Reliable Way To Retrieve Credentials For Logging In To Router?

[OCD]

Hey all,

Is there a reliable way to recover the credentials you would need to access a router? I don't mean the network key, but instead the credentials you would use to log in to the router itself. (On my Linksys Router the address is 192.168.1.1 by default)

As I understand it, there are exploits or brute forcing .. but I was hoping for something a bit more elegant.

Thank you!

[sober]

ip address or password username?

http://www.techspot....r-ip-addresses/

http://portforward.c...rname_password/

http://api.viglink.com/api/click?format=go&key=552a35ca1eb1421626a0f973ac2a90af&loc=http%3A%2F%2Fwww.techspot.com%2Fguides%2F287-default-router-ip-addresses%2F&v=1&libid=1344458508340&out=http%3A%2F%2Fwww.answersthatwork.com%2FDownload_Area%2FATW_Library%2FNetworking%2FNetwork__4-List_of_default_Router_Admin_Passwords_and_IP_addresses.pdf&ref=http%3A%2F%2Fforums.hak5.org%2Findex.php%3F%2Ftopic%2F27195-reliable-way-to-retrieve-credentials-for-logging-in-to-router%2F&title=A%20List%20of%20Common%20Default%20Router%20IP%20Addresses%20-%20TechSpot%20Guides&txt=this%20PDF&jsonp=vglnk_jsonp_13444585312114

Edited August 8, 2012 by sober

[OCD]

ip address or password username?

http://www.techspot....r-ip-addresses/

http://portforward.c...rname_password/

http://api.viglink.c..._13444585312114

Well, I had meant the credentials (username and password). I believe that on a small network, an easy way to identify the router's IP would be to simply find the gateway you're using. So, I missed default credentials on my little list at the top :P I didn't really know people are known to leave these as stock!

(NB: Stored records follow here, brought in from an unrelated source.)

use alien_invasion::compute::init_state;
use alien_invasion::entities::*;
use alien_invasion::settings::Settings;

#[test]
fn rect_edges() {
    let r = Rect::new(2.0, 3.0, 4.0, 5.0);
    assert_eq!(r.left(), 2.0);
    assert_eq!(r.right(), 6.0);
    assert_eq!(r.top(), 3.0);
    assert_eq!(r.bottom(), 8.0);
    assert_eq!(r.center_x(), 4.0);
}

#[test]
fn rect_overlap_is_strict() {
    let a = Rect::new(0.0, 0.0, 2.0, 2.0);
    assert!(a.intersects(&Rect::new(1.0, 1.0, 2.0, 2.0)));
    // Sharing an edge is not a collision
    assert!(!a.intersects(&Rect::new(2.0, 0.0, 2.0, 2.0)));
    assert!(!a.intersects(&Rect::new(0.0, 2.0, 2.0, 2.0)));
    // Containment is
    assert!(a.intersects(&Rect::new(0.5, 0.5, 0.5, 0.5)));
}

#[test]
fn rect_contains_point_half_open() {
    let r = Rect::new(34.0, 10.0, 12.0, 3.0);
    assert!(r.contains_point(34.0, 10.0));
    assert!(r.contains_point(45.0, 12.0));
    assert!(!r.contains_point(46.0, 12.0));
    assert!(!r.contains_point(40.0, 13.0));
}

#[test]
fn phase_follows_stats_flags() {
    let mut s = init_state(Settings::default(), 0);
    assert_eq!(s.phase(), Phase::Idle);
    s.stats.game_active = true;
    assert_eq!(s.phase(), Phase::Active);
    s.stats.game_active = false;
    s.stats.game_over = true;
    assert_eq!(s.phase(), Phase::GameOver);
}

#[test]
fn game_state_clone_is_independent() {
    let original = init_state(Settings::default(), 0);
    let mut cloned = original.clone();

    cloned.ship.rect.x = 99.0;
    cloned.stats.score = 999;
    cloned.aliens.clear();

    assert_eq!(original.ship.rect.x, 37.5);
    assert_eq!(original.stats.score, 0);
    assert!(!original.aliens.is_empty());
}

In any case, is that it? :|

[Infiltrator]

As I understand it, there are exploits or brute forcing .. but I was hoping for something a bit more elegant.

Exploits and brute forcing are one way to get to the router's password, another possible way would be via MITM attack. But this option, could be a bit less effective, because you will have to wait, for the exact time the person logs into the router, in order to get the router's login credentials.

Edited August 9, 2012 by Infiltrator

[digip]

If its your router, hit the reset button on the back, login with default creds. If its not yours, ask the owner for the password....if you want to "hack" the router, look up how to use tftp to overwrite firmware or retrieve them from some models and dump the memory or default creds. I think int0x80 even posted something on the forums about this once.

http://www.routerpasswords.com/

Edited August 9, 2012 by digip

[potato]

If you want to erase the nvram (clears all settings including the password) do a 30/30/30 reset. Hold the reset button for 30 seconds, Turn the router off and hold it for 30 seconds, Turn it back on and hold it for another 30 seconds. You could also look into DNS rebinding.

Edited August 11, 2012 by cscash241

[sober]

Well, I had meant the credentials (username and password). I believe that on a small network, an easy way to identify the router's IP would be to simply find the gateway you're using. So, I missed default credentials on my little list at the top :P I didn't really know people are known to leave these as stock!

In any case, is that it? :|

most people leave them stock, my post links are the stock username and password for nearly every router/brand, and if that fails yes a reset would be easiest way.